*** PROVIDED MATERIAL ***
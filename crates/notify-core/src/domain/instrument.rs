//! 종목 상세 정보.

use crate::types::{Currency, DecimalExt, Price, Symbol};
use rust_decimal::{Decimal, RoundingStrategy};
use serde::{Deserialize, Serialize};

/// 가장 최근 조회 시점의 종목 메타데이터.
///
/// 조회가 성공할 때마다 갱신되며 심볼 단위로 upsert됩니다.
#[derive(Debug, Clone, PartialEq, Eq, Serialize, Deserialize)]
pub struct InstrumentDetail {
    /// 종목 심볼
    pub symbol: Symbol,
    /// 짧은 이름
    pub short_name: String,
    /// 긴 이름
    pub long_name: String,
    /// 거래 통화
    pub currency: Currency,
    /// 현재가
    pub market_price: Price,
    /// 전일 종가
    pub previous_close: Price,
    /// 거래량
    #[serde(default, skip_serializing_if = "Option::is_none")]
    pub volume: Option<i64>,
    /// 시가총액
    #[serde(default, skip_serializing_if = "Option::is_none")]
    pub market_cap: Option<i64>,
}

impl InstrumentDetail {
    /// 전일 대비 변동폭.
    pub fn change(&self) -> Decimal {
        self.market_price - self.previous_close
    }

    /// 전일 대비 변동률 (%, 소수점 둘째 자리 반올림).
    ///
    /// 전일 종가가 0이면 `None`을 반환합니다.
    pub fn change_percent(&self) -> Option<Decimal> {
        let ratio = self.change().checked_div(self.previous_close)?;
        let pct = ratio.checked_mul(Decimal::ONE_HUNDRED)?;
        Some(pct.round_dp_with_strategy(2, RoundingStrategy::MidpointAwayFromZero))
    }

    /// 부호를 명시한 변동폭 (예: `+120.5`).
    pub fn format_change(&self) -> String {
        self.change().to_signed_string()
    }

    /// 부호를 명시한 변동률 (예: `+1.25%`).
    pub fn format_change_percent(&self) -> Option<String> {
        self.change_percent()
            .map(|pct| format!("{}%", pct.to_signed_string()))
    }
}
***
- TASK BRIEF -
If a line in the material holds "RoundingStrategy", copy it.

- SOLUTION TO THE EXERCISE -
use rust_decimal::{Decimal, RoundingStrategy};
        Some(pct.round_dp_with_strategy(2, RoundingStrategy::MidpointAwayFromZero))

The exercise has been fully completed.